Seehofer macht den Sozial-Herkules

Union will Beiträge zur Arbeitslosenversicherung um 1 Prozent verringern und alle anderen Sozialversicherungen „stabilisieren“. Und wie? Mit hervorragender Arbeitsmarktpolitik und einem unionsgefertigten Wirtschaftsaufschwung

von ULRIKE WINKELMANN

Die Union will, so sie die Wahl gewinnt, die Lohnnebenkosten von derzeit 41,3 Prozent auf weniger als 40 Prozent senken. Wem das bekannt vorkommt: Ja, Schröder ist 1998 mit dem gleichen Ziel angetreten. Doch während sich Rot-Grün die Rentenkasse vornahm, setzt die Union bei der Arbeitslosenversicherung an: Die liegt derzeit bei 6,5 Prozent und soll um mindestens einen Prozentpunkt verringert werden. Renten-, Kranken- und Pflegeversicherung sollen „stabilisiert werden“, so Kanzlerkandidat Edmund Stoiber gestern.

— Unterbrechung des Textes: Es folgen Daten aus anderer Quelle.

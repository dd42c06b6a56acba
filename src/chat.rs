//! One conversational exchange with the assistant and its effect on the
//! draft store.

use std::sync::Arc;
use std::time::Duration;

use log::warn;
use tokio::time::sleep;

use crate::api::{ApiClient, ApiError, ChatRequest, ChatResponse};
use crate::constants::{KICKOFF_PROMPT, POST_READY_NOTICE, THINKING_DELAY_MS, UNPROCESSABLE_REPLY};
use crate::hashtags;
use crate::models::{ChatMessage, DraftPatch, MessageAction, View};
use crate::store::SharedStore;

/// What a finished chat turn produced. The shell reacts to this: re-enable
/// input, navigate on `DraftUpdated`, refresh onboarding state after a
/// `Replied` turn on the mind page.
#[derive(Debug, Clone, Copy, PartialEq, Eq)]
pub enum TurnOutcome {
    /// Assistant replied and handed back post fields that were merged
    DraftUpdated,
    /// Assistant replied with text only
    Replied,
    /// Reply carried neither text nor a post payload
    Unprocessable,
    /// Transport or service failure, surfaced in the transcript
    Failed,
}

/// Runs chat turns against the assistant and folds replies into the store.
///
/// Turns are not serialized against each other: each in-flight call applies
/// its own merge when it resolves, so when turns overlap the later-resolving
/// one wins the draft merge regardless of send order.
pub struct ChatTurnController {
    api: Arc<ApiClient>,
    store: SharedStore,
}

impl ChatTurnController {
    pub fn new(api: Arc<ApiClient>, store: SharedStore) -> Self {
        Self { api, store }
    }

    /// Loads the prior transcript into the store.
    pub async fn load_history(&self) -> Result<(), ApiError> {
        let history = self.api.chat_history().await?;
        self.store.lock().await.replace_messages(history);
        Ok(())
    }

    /// One full user turn: the message is appended to the transcript before
    /// any network activity, then exchanged with the assistant.
    pub async fn send(&self, text: &str, view: View) -> TurnOutcome {
        let message = text.trim().to_string();
        self.store
            .lock()
            .await
            .append_message(ChatMessage::user(message.clone()));
        self.exchange(&message, view).await
    }

    /// Session-start exchange using the canned greeting prompt. Nothing is
    /// appended for the user side.
    pub async fn kickoff(&self, view: View) -> TurnOutcome {
        self.exchange(KICKOFF_PROMPT, view).await
    }

    async fn exchange(&self, message: &str, view: View) -> TurnOutcome {
        let request = {
            let store = self.store.lock().await;
            ChatRequest {
                message: message.to_string(),
                post: store.live_draft().clone(),
            }
        };

        // Deferred indicator: only shows if the call is still in flight
        // after the delay, so fast replies never flash the loading state.
        let thinking_store = self.store.clone();
        let timer = tokio::spawn(async move {
            sleep(Duration::from_millis(THINKING_DELAY_MS)).await;
            thinking_store.lock().await.set_thinking(true);
        });

        let result = self.api.chat(&request).await;
        timer.abort();

        let outcome = match result {
            Ok(response) => self.apply(response, view).await,
            Err(err) => {
                warn!("chat turn failed: {err}");
                self.store
                    .lock()
                    .await
                    .append_message(ChatMessage::system(err.to_string()));
                TurnOutcome::Failed
            }
        };

        self.store.lock().await.set_thinking(false);
        outcome
    }

    async fn apply(&self, response: ChatResponse, view: View) -> TurnOutcome {
        let text = response.bot.and_then(|bot| bot.text);
        let Some(text) = text else {
            self.store
                .lock()
                .await
                .append_message(ChatMessage::system(UNPROCESSABLE_REPLY));
            return TurnOutcome::Unprocessable;
        };

        let mut store = self.store.lock().await;
        store.append_message(ChatMessage::mark(text));

        if !response.has_post {
            return TurnOutcome::Replied;
        }

        let payload = response.post.unwrap_or_default();
        let raw_hashtags = payload.hashtag.map(|h| h.joined()).unwrap_or_default();
        store.set_live_draft(DraftPatch {
            title: Some(payload.title.unwrap_or_default()),
            content: Some(payload.content.unwrap_or_default()),
            hashtag: Some(hashtags::format_for_display(&raw_hashtags)),
            ..DraftPatch::default()
        });

        if view != View::Composer {
            store.append_message(ChatMessage::system_with_action(
                POST_READY_NOTICE,
                MessageAction::OpenComposer,
            ));
        }

        TurnOutcome::DraftUpdated
    }
}

#[cfg(test)]
mod tests {
    use super::*;
    use crate::models::Sender;
    use crate::store::PostStore;
    use serde_json::json;
    use wiremock::matchers::{body_string_contains, method, path};
    use wiremock::{Mock, MockServer, ResponseTemplate};

    fn controller(server: &MockServer) -> (ChatTurnController, SharedStore) {
        let api = Arc::new(ApiClient::new(server.uri(), None).expect("client"));
        let store = PostStore::shared();
        (ChatTurnController::new(api, store.clone()), store)
    }

    #[tokio::test]
    async fn reply_with_post_payload_updates_draft_and_transcript() {
        let server = MockServer::start().await;
        Mock::given(method("POST"))
            .and(path("/chat"))
            .respond_with(ResponseTemplate::new(200).set_body_json(json!({
                "bot": {"text": "Done!"},
                "hasPost": true,
                "post": {
                    "title": "Sale",
                    "content": "50% off today",
                    "hashtag": ["#sale", "#today"]
                }
            })))
            .mount(&server)
            .await;

        let (controller, store) = controller(&server);
        let outcome = controller.send("make it shorter", View::Composer).await;
        assert_eq!(outcome, TurnOutcome::DraftUpdated);

        let store = store.lock().await;
        let senders: Vec<Sender> = store.messages().iter().map(|m| m.sender).collect();
        assert_eq!(senders, vec![Sender::User, Sender::Mark]);
        assert_eq!(store.messages()[1].text, "Done!");

        let draft = store.live_draft();
        assert_eq!(draft.title, "Sale");
        assert_eq!(draft.content, "50% off today");
        assert_eq!(draft.hashtag, "#sale #today");
        assert!(!store.thinking());
    }

    #[tokio::test]
    async fn post_payload_away_from_composer_adds_navigation_notice() {
        let server = MockServer::start().await;
        Mock::given(method("POST"))
            .and(path("/chat"))
            .respond_with(ResponseTemplate::new(200).set_body_json(json!({
                "bot": {"text": "Here you go"},
                "hasPost": true,
                "post": {"title": "T", "content": "C", "hashtag": "#x"}
            })))
            .mount(&server)
            .await;

        let (controller, store) = controller(&server);
        controller.send("write a post", View::Dashboard).await;

        let store = store.lock().await;
        let last = store.messages().last().expect("system notice");
        assert_eq!(last.sender, Sender::System);
        assert_eq!(last.action, Some(MessageAction::OpenComposer));
    }

    #[tokio::test]
    async fn reply_without_text_or_post_is_unprocessable() {
        let server = MockServer::start().await;
        Mock::given(method("POST"))
            .and(path("/chat"))
            .respond_with(
                ResponseTemplate::new(200).set_body_json(json!({"bot": {}, "hasPost": false})),
            )
            .mount(&server)
            .await;

        let (controller, store) = controller(&server);
        let outcome = controller.send("hello?", View::Composer).await;
        assert_eq!(outcome, TurnOutcome::Unprocessable);

        let store = store.lock().await;
        let last = store.messages().last().expect("system notice");
        assert_eq!(last.sender, Sender::System);
        assert_eq!(last.text, UNPROCESSABLE_REPLY);
    }

    #[tokio::test]
    async fn transport_failure_lands_in_the_transcript() {
        let server = MockServer::start().await;
        // No mock mounted for /chat: the server answers 404.
        let (controller, store) = controller(&server);
        let outcome = controller.send("anyone there?", View::Composer).await;
        assert_eq!(outcome, TurnOutcome::Failed);

        let store = store.lock().await;
        assert_eq!(store.messages().len(), 2);
        assert_eq!(store.messages()[1].sender, Sender::System);
        assert!(!store.thinking());
    }

    #[tokio::test]
    async fn kickoff_appends_no_user_message() {
        let server = MockServer::start().await;
        Mock::given(method("POST"))
            .and(path("/chat"))
            .respond_with(ResponseTemplate::new(200).set_body_json(json!({
                "bot": {"text": "Hi, I'm Mark."},
                "hasPost": false
            })))
            .mount(&server)
            .await;

        let (controller, store) = controller(&server);
        let outcome = controller.kickoff(View::Dashboard).await;
        assert_eq!(outcome, TurnOutcome::Replied);

        let store = store.lock().await;
        assert_eq!(store.messages().len(), 1);
        assert_eq!(store.messages()[0].sender, Sender::Mark);
    }

    #[tokio::test]
    async fn load_history_replaces_the_transcript() {
        let server = MockServer::start().await;
        Mock::given(method("GET"))
            .and(path("/chat/history"))
            .respond_with(ResponseTemplate::new(200).set_body_json(json!([
                {"id": "1", "text": "earlier", "sender": "user",
                 "timestamp": "2025-05-20T10:00:00Z"},
                {"id": "2", "text": "indeed", "sender": "mark",
                 "timestamp": "2025-05-20T10:00:05Z"}
            ])))
            .mount(&server)
            .await;

        let (controller, store) = controller(&server);
        {
            store.lock().await.append_message(ChatMessage::system("stale"));
        }
        controller.load_history().await.expect("history");

        let store = store.lock().await;
        assert_eq!(store.messages().len(), 2);
        assert_eq!(store.messages()[0].text, "earlier");
        assert_eq!(store.messages()[1].sender, Sender::Mark);
    }

    #[tokio::test]
    async fn thinking_indicator_defers_until_the_delay_elapses() {
        let server = MockServer::start().await;
        Mock::given(method("POST"))
            .and(path("/chat"))
            .respond_with(
                ResponseTemplate::new(200)
                    .set_body_json(json!({"bot": {"text": "slow"}, "hasPost": false}))
                    .set_delay(Duration::from_millis(3000)),
            )
            .mount(&server)
            .await;

        let (controller, store) = controller(&server);
        let controller = Arc::new(controller);
        let turn = tokio::spawn({
            let controller = controller.clone();
            async move { controller.send("take your time", View::Composer).await }
        });

        sleep(Duration::from_millis(500)).await;
        assert!(!store.lock().await.thinking());

        sleep(Duration::from_millis(2100)).await;
        assert!(store.lock().await.thinking());

        let outcome = turn.await.expect("turn task");
        assert_eq!(outcome, TurnOutcome::Replied);
        assert!(!store.lock().await.thinking());
    }

    #[tokio::test]
    async fn later_resolving_turn_wins_the_merge() {
        let server = MockServer::start().await;
        // Turn A resolves last and must win, despite being sent first.
        Mock::given(method("POST"))
            .and(path("/chat"))
            .and(body_string_contains("draft v1"))
            .respond_with(
                ResponseTemplate::new(200)
                    .set_body_json(json!({
                        "bot": {"text": "v1 ready"},
                        "hasPost": true,
                        "post": {"title": "A", "content": "v1", "hashtag": ""}
                    }))
                    .set_delay(Duration::from_millis(400)),
            )
            .mount(&server)
            .await;
        Mock::given(method("POST"))
            .and(path("/chat"))
            .and(body_string_contains("draft v2"))
            .respond_with(
                ResponseTemplate::new(200)
                    .set_body_json(json!({
                        "bot": {"text": "v2 ready"},
                        "hasPost": true,
                        "post": {"title": "B", "content": "v2", "hashtag": ""}
                    }))
                    .set_delay(Duration::from_millis(50)),
            )
            .mount(&server)
            .await;

        let (controller, store) = controller(&server);
        let (a, b) = tokio::join!(
            controller.send("draft v1", View::Composer),
            controller.send("draft v2", View::Composer),
        );
        assert_eq!(a, TurnOutcome::DraftUpdated);
        assert_eq!(b, TurnOutcome::DraftUpdated);

        let store = store.lock().await;
        assert_eq!(store.live_draft().content, "v1");
        assert_eq!(store.live_draft().title, "A");
    }
}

Stoiber und CDU-Parteichefin Angela Merkel stellten nicht nur ein „wichtiges Eckpunktepapier“ zur sozialen Sicherung, sondern auch den Mann offiziell vor, der das Konzept mit Kompetenz ausfüllen soll: den CSU-Vize und Exgesundheitsminister Horst Seehofer. Nein, „Schattenminister“ für Soziales könne man Seehofer nicht nennen, erklärte Stoiber. „Wir brauchen ja auch Koalitionspartner“, sagte er in Richtung FDP. Allerdings sei Seehofer seiner Ansicht nach der Einzige, der mit dem notwendigen „breiten Kreuz“ für die „Herkulesufgabe“ ausgerüstet sei, das Sozialwesen neu zu ordnen.

Nach dem Motto „Sozial ist, was Arbeit schafft“ will die Union im Wesentlichen die aus der Hartz-Kommission bekannten Vorschläge umsetzen: Zusammenführung von Arbeitslosen- und Sozialhilfe, Job-Center, Verschärfung der Zumutbarkeitsregeln und so weiter – und natürlich der Kombi-Lohn. Hoffnung beziehungsweise Behauptung ist, dass sich allein dadurch, dass sich die Zeit der Arbeitslosigkeit reduziere, der besagte Prozentpunkt in der Versicherung einsparen lasse – nicht, indem man das Arbeitslosengeld kürze.

Im Gesundheitswesen, Seehofers ureigenem Terrain, will die Union sämtliche Budgets abschaffen: Die Ausgaben für Ärzte und Krankenhäuser sollen nicht mehr staatlich gedeckelt werden. Um die Kassenbeiträge, derzeit bei 14 Prozent, gleichwohl nicht ansteigen zu lassen, will Seehofer die Versicherten zum Sparen animieren: Er will wählbare Selbstbehalte und Selbstbeteiligungen einführen.

Das heißt, dass sich die Versicherten ihre Kassenleistungen teilweise aussuchen und durch bestimmte Eigenleistungen oder Einschränkungen niedrigere Beiträge einhandeln können. Vorbild ist hier vor allem die Schweiz. Hier zahlen Versicherte eine Kombination aus pauschalem Grundbeitrag, einem Kostenanteil pro Behandlung und einer Art Teilkasko-Selbstbeteiligung. Die Belastungen für die Patienten sind in der Schweiz übrigens derart hoch, dass die Schweizer Sozialdemokraten seit Jahren dagegen Sturm laufen.

In der Rentenpolitik will die Union die Riester-Rente modifizieren: Ein privater Vorsorgevertrag soll nur noch zwei statt bislang elf Kriterien genügen: Eine Privatrente wird erst ab dem 60. Lebensjahr ausgezahlt, und die „Höhe der eingezahlten Beiträge soll zu Beginn der Auszahlungsphase garantiert werden“. Wohneigentum soll als Altersvorsorge anerkannt werden.